Many hands make security work
Effective identity protection should encompass a mixture of methods, not only user-education
By Stephen Wilson
October 3, 2008
If one thinks about online security for a minute, all sorts of parallels emerge with other fields. A favourite comparison of mine is with road safety. Like all metaphors, it’s risky to overdo it, but the point I want to make is that like road safety, effective online security must involve a blend of user education, standards, processes, and technological innovation.
In my view, online safety is poorly served by an obsession with user education. Numerous governments and industry groups have developed reams of technically reasonable security advice; see for example www.protectfinancialid.org.au or www.staysmartonline.gov.au. But in truth this material is overwhelming. The subtle implications are that security is for experts, and that the Internet isn’t safe unless you go to extremes. Moreover, the most recent attacks show that even if consumers do their best online, their personal details can still be taken over by massed raids on merchant databases.
So is it fair to place the onus so heavily on regular users for protecting their identities online? In 2005, in response to a wave of phishing attacks, eBay’s Hani Durzi said “I know that it sounds very basic, but education is the silver bullet”. Yet nobody would be so simplistic about road safety. As a community we accept that road safety rests evenly on enforceable road rules, legislated standards, quality automotive products, sophisticated traffic systems, and driver training and licensing. Education alone would be worthless.
In the recent aftermath of the TJX disaster (where tens of millions of credit card numbers were stolen by a gang that infiltrated department store networks), I came across a provocative headline: “Preventing data breaches not a technology issue”. At the risk of political incorrectness, I say that’s ridiculous. It’s like claiming that preventing bank robbers is not a technology issue.
Credit card fraud and ID theft in general are in dire need of concerted technological responses. Our card-not-present payments processing arrangements were developed many years ago for mail orders and telephone orders. It was perfectly natural to coopt the same processes when the Internet arose, since it seemed to be yet another communications medium. But the Net turned out to be more than an extra channel: it connects everyone to everything, around the clock.
The Internet has given criminals x-ray vision into almost everyone’s banking details, and perfect digital disguises with which to defraud online merchants. There are opportunities for crime now that are quantitatively and qualitatively radically different from what went before. In particular, because identity data is available by the terabyte and digital data has no respect for originals versus copies, identity takeover is child’s play.
You don’t even need to have ever shopped online to run afoul of CNP fraud. It is now apparent from TJX and other cases that most stolen credit card numbers are obtained en masse by criminals invading databases at merchants’ back-ends. These attacks go on behind the scenes, out of sight of even the most careful customers.
So the standard online security advice increasingly misses the point. Consumers are told earnestly to look out for the SSL padlock that purportedly marks a site as “secure”. They’re supposed to have firewalls and to keep their PCs patched and up-to-date. They’re advised to only shop online at reputable merchants and to avoid suspicious looking sites (as if cyber criminals aren’t sufficiently organised to copy legitimate sites in their entirety). None of this advice touches on the real source of illicit identity data.
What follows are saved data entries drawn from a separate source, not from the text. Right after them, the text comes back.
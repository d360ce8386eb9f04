// Copyright 2026 Hypermesh Foundation. All rights reserved.
// Forecast Scoring Engine - Type Definitions

use chrono::{DateTime, Utc};
use serde::{Deserialize, Serialize};
use std::fmt;

// ─── Identifiers ────────────────────────────────────────────────────────────

/// Internal participant (miner) identifier assigned by the score store.
#[derive(Debug, Clone, Copy, PartialEq, Eq, PartialOrd, Ord, Hash, Serialize, Deserialize)]
#[serde(transparent)]
pub struct ParticipantId(pub u64);

impl fmt::Display for ParticipantId {
    fn fmt(&self, f: &mut fmt::Formatter<'_>) -> fmt::Result {
        write!(f, "{}", self.0)
    }
}

impl From<u64> for ParticipantId {
    fn from(id: u64) -> Self { ParticipantId(id) }
}

/// Reward-bearing on-chain identity (the UID slot weights are set against).
#[derive(Debug, Clone, Copy, PartialEq, Eq, PartialOrd, Ord, Hash, Serialize, Deserialize)]
#[serde(transparent)]
pub struct ExternalId(pub u32);

impl fmt::Display for ExternalId {
    fn fmt(&self, f: &mut fmt::Formatter<'_>) -> fmt::Result {
        write!(f, "uid-{}", self.0)
    }
}

/// Asset ticker symbol. Always stored uppercase, so `"btc"` and `"BTC"`
/// resolve to the same calibration coefficient.
#[derive(Debug, Clone, PartialEq, Eq, PartialOrd, Ord, Hash, Serialize, Deserialize)]
#[serde(from = "String", into = "String")]
pub struct AssetSymbol(String);

impl AssetSymbol {
    pub fn new(symbol: &str) -> Self {
        Self(symbol.trim().to_ascii_uppercase())
    }

    pub fn as_str(&self) -> &str {
        &self.0
    }
}

impl fmt::Display for AssetSymbol {
    fn fmt(&self, f: &mut fmt::Formatter<'_>) -> fmt::Result {
        write!(f, "{}", self.0)
    }
}

impl From<String> for AssetSymbol {
    fn from(s: String) -> Self { AssetSymbol::new(&s) }
}

impl From<&str> for AssetSymbol {
    fn from(s: &str) -> Self { AssetSymbol::new(s) }
}

impl From<AssetSymbol> for String {
    fn from(a: AssetSymbol) -> Self { a.0 }
}

// ─── Time ───────────────────────────────────────────────────────────────────

/// Closed time range `[start, end]` used when querying the score source.
#[derive(Debug, Clone, Copy, PartialEq, Eq, Serialize, Deserialize)]
pub struct TimeRange {
    pub start: DateTime<Utc>,
    pub end: DateTime<Utc>,
}

impl TimeRange {
    pub fn new(start: DateTime<Utc>, end: DateTime<Utc>) -> Self {
        Self { start, end }
    }

    pub fn contains(&self, t: DateTime<Utc>) -> bool {
        t >= self.start && t <= self.end
    }
}

// ─── Scores ─────────────────────────────────────────────────────────────────

/// Batch-level distribution summary attached to a scored prompt.
#[derive(Debug, Clone, Copy, PartialEq, Serialize, Deserialize)]
pub struct ScoreDetail {
    /// 90th percentile of the raw CRPS values across all participants.
    pub percentile90: f64,
    /// Best (lowest) raw CRPS across all participants.
    pub lowest_score: f64,
}

impl ScoreDetail {
    /// Worst plausible prompt score at this epoch.
    pub fn worst_score(&self) -> f64 {
        self.percentile90 - self.lowest_score
    }
}

/// One scored forecast: a participant's score for one asset prompt at one
/// scoring time. Lower scores are better.
#[derive(Debug, Clone, PartialEq, Serialize, Deserialize)]
pub struct ScoreRecord {
    pub participant_id: ParticipantId,
    pub asset: AssetSymbol,
    pub scored_time: DateTime<Utc>,
    /// Start time of the forecast prompt this score belongs to.
    pub prompt_start_time: DateTime<Utc>,
    #[serde(default)]
    pub raw_score: Option<f64>,
    #[serde(default)]
    pub score_detail: Option<ScoreDetail>,
}

impl ScoreRecord {
    /// A record carrying neither a score nor a detail is treated as absent.
    pub fn is_missing(&self) -> bool {
        self.raw_score.is_none() && self.score_detail.is_none()
    }
}

/// Windowed score for one participant. `f64::INFINITY` means no valid
/// observation fell inside the window.
#[derive(Debug, Clone, Copy, PartialEq, Serialize, Deserialize)]
pub struct SmoothedScore {
    pub participant_id: ParticipantId,
    pub rolling_avg: f64,
}

/// A smoothed score whose participant resolved to an on-chain identity.
#[derive(Debug, Clone, Copy, PartialEq, Serialize, Deserialize)]
pub struct ResolvedScore {
    pub participant_id: ParticipantId,
    pub external_id: ExternalId,
    pub rolling_avg: f64,
}

// ─── Rewards ────────────────────────────────────────────────────────────────

/// One row of the reward table emitted for a scoring epoch.
#[derive(Debug, Clone, PartialEq, Serialize, Deserialize)]
pub struct RewardRecord {
    pub participant_id: ParticipantId,
    pub external_id: ExternalId,
    /// Pre-softmax windowed score, kept for auditability.
    pub smoothed_score: f64,
    pub reward_weight: f64,
    pub updated_at: DateTime<Utc>,
}

#[cfg(test)]
mod tests {
    use super::*;
    use chrono::TimeZone;

    #[test]
    fn asset_symbol_is_case_insensitive() {
        assert_eq!(AssetSymbol::from("btc"), AssetSymbol::from(" BTC "));
        assert_eq!(AssetSymbol::new("sol").as_str(), "SOL");
    }

    #[test]
    fn asset_symbol_deserializes_uppercase() {
        let asset: AssetSymbol = serde_json::from_str("\"eth\"").unwrap();
        assert_eq!(asset.as_str(), "ETH");
        assert_eq!(serde_json::to_string(&asset).unwrap(), "\"ETH\"");
    }

    #[test]
    fn worst_score_is_spread_between_p90_and_best() {
        let detail = ScoreDetail { percentile90: 120.0, lowest_score: 20.0 };
        assert_eq!(detail.worst_score(), 100.0);
    }

    #[test]
    fn record_without_score_or_detail_is_missing() {
        let t = Utc.with_ymd_and_hms(2025, 1, 1, 0, 0, 0).unwrap();
        let mut record = ScoreRecord {
            participant_id: ParticipantId(1),
            asset: AssetSymbol::from("BTC"),
            scored_time: t,
            prompt_start_time: t,
            raw_score: None,
            score_detail: None,
        };
        assert!(record.is_missing());
        record.score_detail = Some(ScoreDetail { percentile90: 1.0, lowest_score: 0.5 });
        assert!(!record.is_missing());
    }

    #[test]
    fn time_range_is_closed() {
        let start = Utc.with_ymd_and_hms(2025, 1, 1, 0, 0, 0).unwrap();
        let end = Utc.with_ymd_and_hms(2025, 1, 2, 0, 0, 0).unwrap();
        let range = TimeRange::new(start, end);
        assert!(range.contains(start));
        assert!(range.contains(end));
        assert!(!range.contains(end + chrono::Duration::seconds(1)));
    }
}
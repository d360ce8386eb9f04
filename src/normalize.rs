// Copyright 2026 Hypermesh Foundation. All rights reserved.
// Forecast Scoring Engine - Per-Asset Score Normalization
//
// Assets with different volatility and liquidity produce CRPS values on
// different scales. Each asset carries a fixed calibration coefficient; a
// batch is rescaled by it and then divided by the coefficient-weighted row
// count, so no single asset dominates the smoothed score.

use serde::{Deserialize, Serialize};
use std::collections::BTreeMap;

use crate::error::ScoringError;
use crate::types::AssetSymbol;

// ---------------------------------------------------------------------------
// Coefficient table
// ---------------------------------------------------------------------------

/// Static calibration table, one strictly positive coefficient per asset.
#[derive(Debug, Clone, PartialEq, Serialize, Deserialize)]
#[serde(transparent)]
pub struct AssetCoefficients(BTreeMap<AssetSymbol, f64>);

impl Default for AssetCoefficients {
    fn default() -> Self {
        Self::empty()
            .with("BTC", 1.0)
            .with("ETH", 0.6210893136676585)
            .with("XAU", 1.4550630831254674)
            .with("SOL", 0.5021491038021751)
    }
}

impl AssetCoefficients {
    pub fn empty() -> Self {
        Self(BTreeMap::new())
    }

    /// Builder-style insert (replaces an existing entry).
    pub fn with(mut self, asset: &str, coefficient: f64) -> Self {
        self.0.insert(AssetSymbol::from(asset), coefficient);
        self
    }

    pub fn get(&self, asset: &AssetSymbol) -> Option<f64> {
        self.0.get(asset).copied()
    }

    /// Look up a coefficient, failing fast for assets missing from the table.
    pub fn coefficient(&self, asset: &AssetSymbol) -> Result<f64, ScoringError> {
        self.get(asset)
            .ok_or_else(|| ScoringError::UnknownAsset(asset.clone()))
    }

    /// Configured assets in symbol order.
    pub fn assets(&self) -> Vec<AssetSymbol> {
        self.0.keys().cloned().collect()
    }

    pub fn len(&self) -> usize {
        self.0.len()
    }

    pub fn is_empty(&self) -> bool {
        self.0.is_empty()
    }

    pub fn validate(&self) -> Result<(), ScoringError> {
        if self.0.is_empty() {
            return Err(ScoringError::InvalidConfig(
                "asset coefficient table is empty".to_string(),
            ));
        }
        for (asset, coef) in &self.0 {
            if !coef.is_finite() || *coef <= 0.0 {
                return Err(ScoringError::InvalidConfig(format!(
                    "coefficient for {asset} must be a positive finite number, got {coef}"
                )));
            }
        }
        Ok(())
    }
}

// ---------------------------------------------------------------------------
// AssetNormalizer
// ---------------------------------------------------------------------------

/// Stateless rescaler borrowing the coefficient table.
#[derive(Debug, Clone, Copy)]
pub struct AssetNormalizer<'a> {
    coefficients: &'a AssetCoefficients,
}

impl<'a> AssetNormalizer<'a> {
    pub fn new(coefficients: &'a AssetCoefficients) -> Self {
        Self { coefficients }
    }

    /// Rescale a batch of `(asset, raw_score)` rows.
    ///
    /// Each score is multiplied by its asset coefficient and divided by
    /// `sum(coefficient[asset] * rows_with_asset)` over the batch. Output is
    /// row-aligned with the input. An asset missing from the table aborts the
    /// whole batch.
    pub fn normalize(&self, rows: &[(&AssetSymbol, f64)]) -> Result<Vec<f64>, ScoringError> {
        if rows.is_empty() {
            return Ok(Vec::new());
        }

        let mut scaled = Vec::with_capacity(rows.len());
        let mut weighted_count = 0.0_f64;
        for (asset, score) in rows {
            let coef = self.coefficients.coefficient(asset)?;
            scaled.push(score * coef);
            weighted_count += coef;
        }

        Ok(scaled.into_iter().map(|s| s / weighted_count).collect())
    }
}

// ---------------------------------------------------------------------------
// Tests
// ---------------------------------------------------------------------------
Merchants too are on the hook for increasingly unwieldy and futile security overheads. When a business wishes to accept credit card payments, it’s fair enough in the real world that they install certified terminal equipment. But to process credit cards online, shopkeepers now have to sign up to onerous PCI requirements that in effect require even SMEs become IT security specialists. And to what end? No audit regime will ever stop organised crime. To stem identity theft, we need to make stolen IDs less valuable.
All this points to urgent public policy matters for government and banks. It is not enough to put the onus on individuals to guard against one-off personal attacks on their credit cards. Systemic changes and technological innovation are needed to render stolen personal data useless to thieves. It’s not that the whole payments processing system is broken; rather, it is vulnerable at one or two specific points, because cyber criminals have figured out how to pick the locks.
Digital identities are literally the keys to our valuables. As such they really need to be treated as seriously as house keys and car keys. These things have become very high tech indeed. Modern car keys cannot be duplicated at a suburban locksmith; some office and filing cabinet keys even carry government security certifications. And we never use the same keys for our homes and offices; we wouldn’t even consider it (but think about that for a moment and compare it to the craze for Single Sign On).
There has been almost no comparable attention given to protecting digital identities as keys. Our technology neutrality and regulatory timidity has led to a bewildering array of stop-gap authentication approaches; at the same time we’ve done nothing to inhibit the re-use of stolen ID data. It’s high time that all sectors reliant on the online channel got working together on a uniform and universal set of smart identity tools to protect consumers online.
Stephen Wilson is a leading international authority on identity management and information security. In early 2004, Stephen established Lockstep Consulting to provide independent security advice and to develop new smartcard solutions to identity theft.